Ce fut le cas des populations arméniennes qui subirent une des tragédies les plus marquantes de la guerre, considérée comme le premier véritable génocide du XXe siècle. Au cours du XIXe siècle déjà, la volonté d'émancipation des Arméniens (comme celles des Grecs) allait devenir un des principaux motifs de persécution de la part des Ottomans. Un mouvement politique, celui dit des « jeunes Turcs », s'accommodant d'un puissant nationalisme et de l'idéologie panturque, allait préparer cette terrible catastrophe. Devenu des boucs-émissaires tout désignés durant la guerre, notamment au moment de la défaite contre les Russes, les Arméniens furent la proie d'un massacre préalablement planifié et programmé d’avril 1915 à l'automne 1916. Après avoir arrêté les intellectuels dans un premier temps, le reste de la population arménienne fut systématiquement déporté et décimé en masse par l’États turc. Les femmes et les enfants étaient transportés par bateaux et noyés au large des côtes ou vendus comme esclaves. Le chemin de fer et la ligne vers Bagdad allaient servir à la déportation massive vers le désert ou les camps, dont certains allaient déjà être utilisés à des fin d'extermination. Bon nombre d'Arméniens finissaient par mourir de soif dans le désert de Mésopotamie. Ceux qui purent réchapper au massacre devenaient des réfugiés misérables, comprenant des milliers d'orphelins. Ils allaient constituer une véritable diaspora (un bon nombre se sont par exemple tournés vers les États-Unis où il existe aujourd'hui encore une communauté significative). Tout cela, bien entendu, fut très rapidement oublié par les « grandes démocraties ». Il y eut pourtant plus d'un million d'Arméniens tués !

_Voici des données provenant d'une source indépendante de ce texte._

use std::collections::HashMap;
use std::sync::Arc;
use std::sync::atomic::{AtomicUsize, Ordering};
use std::time::Duration;

use serde_json::json;
use tracing_test::traced_test;

use super::{Route, process_message};
use crate::broker::message::Acknowledger;
use crate::broker::{InboundMessage, MemoryBroker, SENDER_ATTRIBUTE};
use crate::pubsub::{MessageContext, SubscriptionManager, handler_fn};
use crate::tests::support::{failing_handler, publisher, recording_handler, wait_for};
use crate::utils::error::{BrokerError, DeliveryError, HandlerError};

#[derive(Default)]
struct CountingAcker {
    acks: AtomicUsize,
}

impl Acknowledger for CountingAcker {
    fn ack(&self, _ack_id: &str) {
        self.acks.fetch_add(1, Ordering::SeqCst);
    }
}

fn inbound(data: &[u8], acker: &Arc<CountingAcker>) -> InboundMessage {
    InboundMessage::new(
        "msg-1".to_string(),
        data.to_vec(),
        HashMap::from([(SENDER_ATTRIBUTE.to_string(), "node-b".to_string())]),
        0,
        1,
        "orders.node-a/msg-1".to_string(),
        Arc::clone(acker) as Arc<dyn Acknowledger>,
    )
}

fn route(broker: &MemoryBroker) -> Route {
    Route {
        topic: "orders".to_string(),
        subscription: "orders.node-a".to_string(),
        publisher: publisher(broker, "node-a"),
    }
}

#[tokio::test]
async fn test_process_message_acks_once_on_success() {
    let broker = MemoryBroker::new();
    let acker = Arc::new(CountingAcker::default());
    let (handler, seen) = recording_handler();

    process_message(&route(&broker), handler.as_ref(), inbound(br#"{"ok":true}"#, &acker))
        .await
        .unwrap();

    assert_eq!(acker.acks.load(Ordering::SeqCst), 1);
    assert_eq!(seen.lock().unwrap()[0].params, json!({ "ok": true }));
}

#[tokio::test]
async fn test_process_message_rejects_malformed_payload() {
    let broker = MemoryBroker::new();
    let acker = Arc::new(CountingAcker::default());
    let (handler, seen) = recording_handler();

    let err = process_message(&route(&broker), handler.as_ref(), inbound(b"{oops", &acker))
        .await
        .unwrap_err();

    assert!(matches!(err, DeliveryError::Decode(_)));
    assert_eq!(acker.acks.load(Ordering::SeqCst), 0);
    assert!(seen.lock().unwrap().is_empty());
}

#[tokio::test]
async fn test_process_message_does_not_ack_on_handler_error() {
    let broker = MemoryBroker::new();
    let acker = Arc::new(CountingAcker::default());
    let (handler, _) = failing_handler();

    let err = process_message(&route(&broker), handler.as_ref(), inbound(b"{}", &acker))
        .await
        .unwrap_err();

    assert!(matches!(err, DeliveryError::Handler(_)));
    assert_eq!(acker.acks.load(Ordering::SeqCst), 0);
}

#[tokio::test]
async fn test_process_message_isolates_handler_panic() {
    let broker = MemoryBroker::new();
    let acker = Arc::new(CountingAcker::default());
    let handler = handler_fn(|_ctx: MessageContext| async move {
        if true {
            panic!("handler blew up");
        }
        Ok::<(), HandlerError>(())
    });

    let err = process_message(&route(&broker), handler.as_ref(), inbound(b"{}", &acker))
        .await
        .unwrap_err();

    match err {
        DeliveryError::Panicked(message) => assert_eq!(message, "handler blew up"),
        other => panic!("Expected Panicked, got {other:?}"),
    }
    assert_eq!(acker.acks.load(Ordering::SeqCst), 0);
}

#[tokio::test]
#[traced_test]
async fn test_bad_message_leaves_subscription_active() {
    let broker = MemoryBroker::new();
    let manager = SubscriptionManager::new(publisher(&broker, "node-a"));
    let (handler, seen) = recording_handler();
    let active = manager.subscribe("orders", handler).await.unwrap();

    let peer = publisher(&broker, "node-b");
    let topic = peer.cache().get("orders").await.unwrap();
    topic
        .publish(b"not json".to_vec(), peer.identity().sender_attributes())
        .await
        .unwrap();
    peer.publish("orders", &json!({ "n": 2 })).await.unwrap();

    wait_for(|| active.stats().acked == 1).await;
    let stats = active.stats();
    assert_eq!(stats.failed, 1);
    assert_eq!(broker.ack_count("orders.node-a"), 1);
    // the malformed message is still awaiting its ack deadline
    assert_eq!(broker.pending_count(), 1);
    assert_eq!(seen.lock().unwrap().len(), 1);
    assert!(active.is_running());

    assert!(logs_contain("received message error"));
    assert!(logs_contain("payload is not valid JSON"));
    logs_assert(|lines: &[&str]| {
        match lines
            .iter()
            .filter(|line| line.contains("received message error"))
            .count()
        {
            1 => Ok(()),
            n => Err(format!("expected one delivery error, logged {n}")),
        }
    });
}

#[tokio::test]
#[traced_test]
async fn test_failed_message_is_redelivered_by_broker() {
    let broker = MemoryBroker::with_ack_deadline(Duration::ZERO);
    let manager = SubscriptionManager::new(publisher(&broker, "node-a"));
    let (handler, seen) = failing_handler();
    let active = manager.subscribe("orders", handler).await.unwrap();

    publisher(&broker, "node-b")
        .publish("orders", &json!({ "n": 1 }))
        .await
        .unwrap();
    wait_for(|| active.stats().failed == 1).await;

    assert_eq!(broker.redeliver_expired(), 1);
    wait_for(|| active.stats().failed == 2).await;

    let seen = seen.lock().unwrap();
    assert_eq!(seen[0].delivery_attempt, 1);
    assert_eq!(seen[1].delivery_attempt, 2);
    assert_eq!(broker.ack_count("orders.node-a"), 0);

    assert!(logs_contain("handler rejected the message"));
    logs_assert(|lines: &[&str]| {
        match lines
            .iter()
            .filter(|line| line.contains("received message error"))
            .count()
        {
            2 => Ok(()),
            n => Err(format!("expected one error per delivery attempt, logged {n}")),
        }
    });
}

#[tokio::test]
#[traced_test]
async fn test_stream_error_is_logged_and_loop_continues() {
    let broker = MemoryBroker::new();
    let manager = SubscriptionManager::new(publisher(&broker, "node-a"));
    let (handler, _) = recording_handler();
    let active = manager.subscribe("orders", handler).await.unwrap();

    assert_eq!(
        broker.emit_stream_error(
            "orders.node-a",
            BrokerError::Unavailable("stream reset".to_string())
        ),
        1
    );
    wait_for(|| active.stats().stream_errors == 1).await;

    publisher(&broker, "node-b")
        .publish("orders", &json!({ "n": 1 }))
        .await
        .unwrap();
    wait_for(|| active.stats().acked == 1).await;
    assert!(active.is_running());

    logs_assert(|lines: &[&str]| {
        let errors: Vec<_> = lines
            .iter()
            .filter(|line| line.contains("received error"))
            .collect();
        match errors.as_slice() {
            [line] if line.contains("instance=node-a") && line.contains("stream reset") => Ok(()),
            other => Err(format!("expected one stream error for node-a, got {other:?}")),
        }
    });
}

#[tokio::test]
async fn test_shutdown_stops_delivery() {
    let broker = MemoryBroker::new();
    let manager = SubscriptionManager::new(publisher(&broker, "node-a"));
    let (handler, seen) = recording_handler();
    let active = manager.subscribe("orders", handler).await.unwrap();

    active.shutdown().await;
    publisher(&broker, "node-b")
        .publish("orders", &json!({ "n": 1 }))
        .await
        .unwrap();

    assert!(seen.lock().unwrap().is_empty());
    assert_eq!(broker.backlog_len("orders.node-a"), 1);
    assert!(broker.has_subscription("orders.node-a"));
}

#[tokio::test]
async fn test_dropping_handle_keeps_delivering() {
    let broker = MemoryBroker::new();
    let manager = SubscriptionManager::new(publisher(&broker, "node-a"));
    let (handler, seen) = recording_handler();
    drop(manager.subscribe("orders", handler).await.unwrap());

    publisher(&broker, "node-b")
        .publish("orders", &json!({ "n": 1 }))
        .await
        .unwrap();
    wait_for(|| seen.lock().unwrap().len() == 1).await;
    wait_for(|| broker.ack_count("orders.node-a") == 1).await;
}
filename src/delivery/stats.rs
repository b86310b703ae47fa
use std::sync::atomic::{AtomicU64, Ordering};

/// Counters kept by a delivery loop.
#[derive(Debug, Default)]
pub struct DeliveryStats {
    acked: AtomicU64,
    failed: AtomicU64,
    stream_errors: AtomicU64,
}

#[derive(Debug, Clone, Copy, Default, PartialEq, Eq)]
pub struct StatsSnapshot {
    pub acked: u64,
    pub failed: u64,
    pub stream_errors: u64,
}

impl DeliveryStats {
    pub(crate) fn record_ack(&self) {
        self.acked.fetch_add(1, Ordering::Relaxed);
    }

    pub(crate) fn record_failure(&self) {
        self.failed.fetch_add(1, Ordering::Relaxed);
    }

    pub(crate) fn record_stream_error(&self) {
        self.stream_errors.fetch_add(1, Ordering::Relaxed);
    }

    pub fn snapshot(&self) -> StatsSnapshot {
        StatsSnapshot {
            acked: self.acked.load(Ordering::Relaxed),
            failed: self.failed.load(Ordering::Relaxed),
            stream_errors: self.stream_errors.load(Ordering::Relaxed),
        }
    }
}
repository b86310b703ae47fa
pub(crate) mod support;
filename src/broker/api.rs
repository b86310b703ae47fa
//! Broker client boundary
//!
//! These traits are the seam between the messaging layer and whatever
//! transport actually carries messages. A client creates and fetches topics;
//! a topic publishes and creates/fetches subscriptions; a subscription opens
//! an event stream. `MemoryBroker` is the in-process implementation.

use std::fmt::Debug;
use std::sync::Arc;

use async_trait::async_trait;

use crate::broker::filter::AttributeFilter;
use crate::broker::message::{Attributes, DeliveryId, EventReceiver};
use crate::utils::error::BrokerError;

#[derive(Debug, Clone, Default, PartialEq, Eq)]
pub struct SubscriptionOptions {
    pub filter: Option<AttributeFilter>,
}

#[async_trait]
pub trait BrokerClient: Send + Sync + 'static {
    /// Creates a topic. Fails with `AlreadyExists` if it is already there.
    async fn create_topic(&self, name: &str) -> Result<Arc<dyn TopicHandle>, BrokerError>;

    /// Fetches a handle to an existing topic.
    async fn topic(&self, name: &str) -> Result<Arc<dyn TopicHandle>, BrokerError>;
}

#[async_trait]
pub trait TopicHandle: Debug + Send + Sync {
    fn name(&self) -> &str;

    async fn publish(
        &self,
        data: Vec<u8>,
        attributes: Attributes,
    ) -> Result<DeliveryId, BrokerError>;

    /// Creates a subscription. Fails with `AlreadyExists` if it is already there.
    async fn create_subscription(
        &self,
        name: &str,
        options: SubscriptionOptions,
    ) -> Result<Arc<dyn SubscriptionHandle>, BrokerError>;

    /// Fetches a handle to an existing subscription.
    async fn subscription(&self, name: &str) -> Result<Arc<dyn SubscriptionHandle>, BrokerError>;
}

pub trait SubscriptionHandle: Debug + Send + Sync {
    fn name(&self) -> &str;

    fn topic(&self) -> &str;

    /// Opens a stream of message and error events for this subscription.
    fn listen(&self) -> Result<EventReceiver, BrokerError>;
}
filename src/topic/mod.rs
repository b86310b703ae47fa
//! Topic resolution: the create-or-fetch resolver and the shared topic cache.

pub mod cache;
pub mod resolution;

pub use cache::TopicCache;
pub use resolution::{Resolution, create_or_fetch};
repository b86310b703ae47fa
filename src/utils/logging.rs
use tracing::Subscriber;

/// Builds the fmt subscriber used by the application.
///
/// This uses a simple `with_max_level` configuration based on `default_level`.
pub fn subscriber(default_level: &str) -> impl Subscriber + Send + Sync + 'static {
    tracing_subscriber::fmt()
        .with_max_level(parse_level(default_level))
        .with_target(false)
        .finish()
}

/// Initialize tracing/logging for the application.
///
/// Installing twice is a no-op; the first subscriber stays in place.
pub fn init(default_level: &str) {
    let _ = tracing::subscriber::set_global_default(subscriber(default_level));
}

/// Maps a configured level name to a `tracing::Level`, falling back to `INFO`.
pub fn parse_level(level: &str) -> tracing::Level {
    match level.trim().to_lowercase().as_str() {
        "error" => tracing::Level::ERROR,
        "warn" | "warning" => tracing::Level::WARN,
        "debug" => tracing::Level::DEBUG,
        "trace" => tracing::Level::TRACE,
        _ => tracing::Level::INFO,
    }
}
//! The `utils` module provides a collection of utility functions and common
//! definitions used across the `pubsub_bridge` crate.
//!
//! It holds the error types shared by every layer and the logging bootstrap.

pub mod error;
pub mod logging;
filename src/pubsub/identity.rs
use std::fmt;
use std::sync::Arc;

use crate::broker::{AttributeFilter, Attributes, SENDER_ATTRIBUTE};

/// Identity of the running node. Tags outgoing messages and names this
/// node's subscriptions, so it must stay fixed for the process lifetime.
#[derive(Debug, Clone, PartialEq, Eq, Hash)]
pub struct InstanceIdentity(Arc<str>);

impl InstanceIdentity {
    pub fn new(id: impl Into<String>) -> Self {
        Self(Arc::from(id.into()))
    }

    pub fn as_str(&self) -> &str {
        &self.0
    }

    /// `<topic>.<identity>`: one subscription per topic per instance,
    /// stable across restarts.
    pub fn subscription_name(&self, topic: &str) -> String {
        format!("{topic}.{}", self.0)
    }

    /// Filter that keeps this instance's own messages out of its subscriptions.
    pub fn sender_filter(&self) -> AttributeFilter {
        AttributeFilter::sender_is_not(&self.0)
    }

    pub fn sender_attributes(&self) -> Attributes {
        Attributes::from([(SENDER_ATTRIBUTE.to_string(), self.0.to_string())])
    }
}

impl fmt::Display for InstanceIdentity {
    fn fmt(&self, f: &mut fmt::Formatter<'_>) -> fmt::Result {
        f.write_str(&self.0)
    }
}
use authorizer::{AuthorizationSigner, EndpointSelector};
use clap::{Parser, Subcommand};
use configuration::load_settings;
use core_types::{Address, ControllerId, CycleStep};
use rust_decimal::Decimal;
use serde::Deserialize;
use std::path::PathBuf;
use std::sync::Arc;
use tracing_subscriber::EnvFilter;

/// The main entry point for the Custodia operations CLI.
#[tokio::main]
async fn main() {
    // Load environment variables (the signer secret lives there) from .env.
    dotenvy::dotenv().ok();

    tracing_subscriber::fmt()
        .with_env_filter(EnvFilter::from_default_env())
        .init();

    // Parse command-line arguments
    let cli = Cli::parse();

    // Execute the appropriate command
    match cli.command {
        Commands::Probe(args) => {
            if let Err(e) = handle_probe(args).await {
                eprintln!("Error during probe: {e}");
                std::process::exit(1);
            }
        }
        Commands::Sign(args) => {
            if let Err(e) = handle_sign(args).await {
                eprintln!("Error during sign: {e}");
                std::process::exit(1);
            }
        }
    }
}

// ==============================================================================
// CLI Structure
// ==============================================================================

/// Operations tooling for the custodial fund core.
#[derive(Parser)]
#[command(author, version, about, long_about = None)]
struct Cli {
    #[command(subcommand)]
    command: Commands,
}

#[derive(Subcommand)]
enum Commands {
    /// Probe a network's execution endpoints and report the selected one.
    Probe(ProbeArgs),
    /// Authorize a rollover batch described in a JSON proposal file.
    Sign(SignArgs),
}

#[derive(Parser)]
struct ProbeArgs {
    /// The network to probe (a key under [endpoints.networks] in custodia.toml).
    #[arg(long)]
    network: String,
}

#[derive(Parser)]
struct SignArgs {
    /// The network the batch will be submitted on.
    #[arg(long)]
    network: String,

    /// Path to the JSON proposal file.
    #[arg(long)]
    file: PathBuf,
}

/// The on-disk shape of a batch proposal.
#[derive(Deserialize)]
struct ProposalFile {
    token: Address,
    amount: Decimal,
    steps: Vec<ProposalStep>,
}

#[derive(Deserialize)]
struct ProposalStep {
    /// Either a 32-byte hex id or a short label ("pancake-swap").
    controller: String,
    /// Hex-encoded adapter payload.
    payload: String,
}

// ==============================================================================
// Command Logic
// ==============================================================================

async fn handle_probe(args: ProbeArgs) -> anyhow::Result<()> {
    let settings = load_settings()?;
    let selector = EndpointSelector::new(&settings.endpoints);

    let candidate = selector.select(&args.network).await?;
    println!(
        "Selected endpoint for {}: {} (height {}, latency {:?})",
        args.network, candidate.url, candidate.height, candidate.latency
    );
    Ok(())
}

async fn handle_sign(args: SignArgs) -> anyhow::Result<()> {
    let settings = load_settings()?;
    let selector = Arc::new(EndpointSelector::new(&settings.endpoints));
    let signer = AuthorizationSigner::new(settings.signer.secret.clone(), selector);

    let raw = std::fs::read_to_string(&args.file)?;
    let proposal: ProposalFile = serde_json::from_str(&raw)?;
    let steps = proposal
        .steps
        .into_iter()
        .map(parse_step)
        .collect::<anyhow::Result<Vec<_>>>()?;

    let authorization = signer
        .authorize(&args.network, &proposal.token, &proposal.amount, &steps)
        .await?;

    println!("{}", serde_json::to_string_pretty(&authorization)?);
    Ok(())
}

fn parse_step(step: ProposalStep) -> anyhow::Result<CycleStep> {
    // Accept a raw 32-byte hex id, falling back to label padding.
    let controller_id = step
        .controller
        .parse::<ControllerId>()
        .or_else(|_| ControllerId::from_label(&step.controller))?;
    let payload = hex::decode(step.payload.strip_prefix("0x").unwrap_or(&step.payload))?;
    Ok(CycleStep::new(controller_id, payload))
}
use core_types::FailureKind;
use std::sync::Arc;
use thiserror::Error;

#[derive(Error, Debug)]
pub enum AuthorizerError {
    #[error("No endpoint in config for network '{0}'")]
    NoConfiguredEndpoint(String),

    #[error("No endpoint alive for network '{0}'")]
    NoHealthyEndpoint(String),

    #[error("Endpoint {url} is not answering: {reason}")]
    ProbeFailed { url: String, reason: String },

    #[error("Endpoint {url} returned an unusable block height: {raw}")]
    InvalidHeight { url: String, raw: String },

    /// The shared outcome of a coalesced execution another caller led.
    #[error("{0}")]
    Coalesced(Arc<AuthorizerError>),
}

impl AuthorizerError {
    /// Maps this error into the workspace-wide failure taxonomy.
    pub fn kind(&self) -> FailureKind {
        match self {
            AuthorizerError::NoConfiguredEndpoint(_) => FailureKind::Config,
            AuthorizerError::NoHealthyEndpoint(_)
            | AuthorizerError::ProbeFailed { .. }
            | AuthorizerError::InvalidHeight { .. } => FailureKind::Availability,
            AuthorizerError::Coalesced(inner) => inner.kind(),
        }
    }
}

L'effondrement des derniers grands empires, durant cette guerre terrible, allait générer une multitude de tensions nationalistes aux conséquences également désastreuses pour de nombreuses autres minorités. La formation des États-nations qui s'est achevée avant la Première Guerre mondiale s'accompagna ensuite d'une fragmentation des vieux empires moribonds. Ce fut notamment le cas pour les Empires austro-hongrois et ottoman aux populations bigarrées et réparties comme des mosaïques, entourées de vautours affamés comme l'étaient les puissances impérialistes européennes. En luttant pour leur propre survie, ces empires en ruines, dans un ultime sursaut, se sont mis à fortifier leurs frontières, à déployer des alliances militaires désespérées et à procéder à des échanges de populations, des tentatives d'assimilations forcées générant des divisions accrues et des « nettoyages ethniques ». Le conflit gréco-turc, souvent présenté comme la conséquence d'une réaction « spontanée » des foules turques, fut parfaitement orchestré par le nouvel État naissant et son dirigeant moderne Mustapha Kemal Atatürk. Il allait fonder une nation turque et mener une guerre longue et meurtrière contre les Grecs. Durant ce conflit, les Grecs s'étaient livrés à de véritables pillages, des groupes de civils allant même en bandes jusqu'à incendier les villages turcs et commettre toutes sortes d'atrocités contre leurs habitants. De leur côté, de 1920 à 1923, les forces turques commettaient également toutes sortes d'exactions et de massacres d'une grande cruauté contre les Grecs et contre les Arméniens. Dès le début, on assistait à des transferts de populations, de Grecs de Turquie et vice-versa (1 300 000 Grecs de Turquie contre 385 000 Turcs de Grèce). En 1923, le traité de Lausanne entérinait ces pratiques violentes par tout un ensemble de procédures administratives. Des milliers de Grecs et de Turcs étaient donc expulsés par cet échange officiel et bon nombre d’entre eux sont morts en plein exode.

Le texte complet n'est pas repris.